It is strongly advised that writers never be arbitrary, everything that is done must have a reason. Taking this notion, Dignity Players brings that sense of driven reason into their latest stage production of Collected Stories. Directed by Lois Evans, this compelling piece of stunning drama really sets the stakes of living to task. Are we all not trying to tell our own tale, to make our own way in life, and succeed on our own story? In this story, a famous writer and her protégé discover the blurred lines of when a story is one’s own and when a work of fiction infringes upon reality. The work is impressive, heartfelt, and truly moving and brings a broad sense of relating to everyday life from this esoteric piece of theatre.
Set Designer Laurie Nolan crafts an elegant yet eccentric feel to Ruth’s Greenwich Village apartment in the intimate space that Dignity Players has provided. The decorations are vividly colored yet muted at the same time, creating a curious juxtaposition between Ruth’s creative side and her serious inspired writer side. Nolan keeps the space clean and simple while still giving it the appearance of being thoroughly lived in; doing a remarkable job with the invisible windows and creating the illusion of spaces both for entering and creating a deeper sense of the apartment itself.
Director Lois Evans maintains a steady pace to the performance while seamlessly handling what could easily be tiresome scene changes. Both actresses have to change costumes to show the passage of seasons between scenes and Evans pumps meaningful upbeat music into these semi-darkened cross-fades where the scenery is modified and the ladies are behind the partition changing. This is both an effective and subtle way to make the changes feel more fluid and not feel as if they last as long as they actually do.
Evans guides a fierce relationship between the two actresses on stage, letting it grow naturally as constructed in the text so by the time the sudden sharp twist in the plot arises it is both shocking yet perfectly placed. She creates evocative moments of visceral feelings toward the end of the production that really drive home the harsh reality of existing in such an uncertain situation. Overall a brilliantly directed production that truly speaks to the masses.

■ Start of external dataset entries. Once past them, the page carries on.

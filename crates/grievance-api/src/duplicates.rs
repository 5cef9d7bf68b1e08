//! Embedding-based duplicate detection over recent unresolved grievances.

use std::path::PathBuf;
use std::sync::Arc;

use anyhow::{anyhow, Result};
use grievance_core::{
    assess_duplicates, Coordinates, DuplicateAssessment, DuplicatePolicy, GrievanceId,
};
use grievance_store_sqlite::DuplicateCandidateQuery;
use time::{Duration, OffsetDateTime};

use crate::background::BackgroundQueue;
use crate::embedding::Embedder;
use crate::open_store;

#[derive(Clone)]
pub struct DuplicateDetector {
    db_path: PathBuf,
    embedder: Arc<dyn Embedder>,
    policy: DuplicatePolicy,
    queue: BackgroundQueue,
}

/// Text fed to the embedder for a grievance.
#[must_use]
pub fn embedding_text(title: &str, description: &str) -> String {
    format!("{title}\n{description}")
}

impl DuplicateDetector {
    #[must_use]
    pub fn new(
        db_path: PathBuf,
        embedder: Arc<dyn Embedder>,
        policy: DuplicatePolicy,
        queue: BackgroundQueue,
    ) -> Self {
        Self { db_path, embedder, policy, queue }
    }

    /// Rank recent grievances similar to the given text. Returns the embedding
    /// used, which is empty when the embedder failed or is disabled.
    ///
    /// # Errors
    /// Returns an error only when the local store cannot be read.
    pub async fn find_similar(
        &self,
        title: &str,
        description: &str,
        location: Option<Coordinates>,
        exclude: Option<GrievanceId>,
        now: OffsetDateTime,
    ) -> Result<(Vec<f32>, DuplicateAssessment)> {
        let embedding = match self.embedder.embed(&embedding_text(title, description)).await {
            Ok(embedding) => embedding,
            Err(err) => {
                tracing::warn!(error = %err, "embedding failed; skipping duplicate detection");
                Vec::new()
            }
        };
        if embedding.is_empty() {
            return Ok((embedding, DuplicateAssessment::default()));
        }

        let candidates = open_store(&self.db_path)?.list_duplicate_candidates(
            &DuplicateCandidateQuery {
                updated_since: now - Duration::days(self.policy.candidate_window_days),
                exclude,
                limit: self.policy.candidate_limit,
            },
        )?;
        let assessment = assess_duplicates(&embedding, location, &candidates, &self.policy);
        Ok((embedding, assessment))
    }

    /// Embed a stored grievance and record its embedding and `duplicate_of` link.
    ///
    /// # Errors
    /// Returns an error when the grievance is missing or the local store fails.
    pub async fn annotate(&self, grievance_id: GrievanceId, now: OffsetDateTime) -> Result<DuplicateAssessment> {
        let grievance = open_store(&self.db_path)?
            .get_grievance(grievance_id)?
            .ok_or_else(|| anyhow!("grievance {grievance_id} not found"))?;

        let (embedding, assessment) = self
            .find_similar(
                &grievance.title,
                &grievance.description,
                grievance.location,
                Some(grievance_id),
                now,
            )
            .await?;
        if embedding.is_empty() {
            return Ok(assessment);
        }

        open_store(&self.db_path)?.set_duplicate_annotation(
            grievance_id,
            &embedding,
            assessment.duplicate_of,
        )?;
        if let Some(duplicate_of) = assessment.duplicate_of {
            tracing::info!(
                grievance_id = %grievance_id,
                duplicate_of = %duplicate_of,
                "grievance flagged as likely duplicate"
            );
        }
        Ok(assessment)
    }

    pub fn schedule_annotation(&self, grievance_id: GrievanceId) -> bool {
        let detector = self.clone();
        self.queue.submit("duplicate_annotation", async move {
            detector.annotate(grievance_id, OffsetDateTime::now_utc()).await.map(|_| ())
        })
    }
}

The young and eager upstart young writer, Lisa (Sarah Wade) is the last person you’d expect to find in a harmonious existence with the slightly embittered, but sagely seasoned writer Ruth (Carol Cohen). The chemistry that these two performers cultivate and share on stage is inspiring. Starting from a place of awkward unfamiliarity, with an extreme imbalance of worship and adoration from student to mentor they manage to successfully grow a comfortable companionship, deeper than the average friendship, with honest hints of a mother-daughter relationship in the making.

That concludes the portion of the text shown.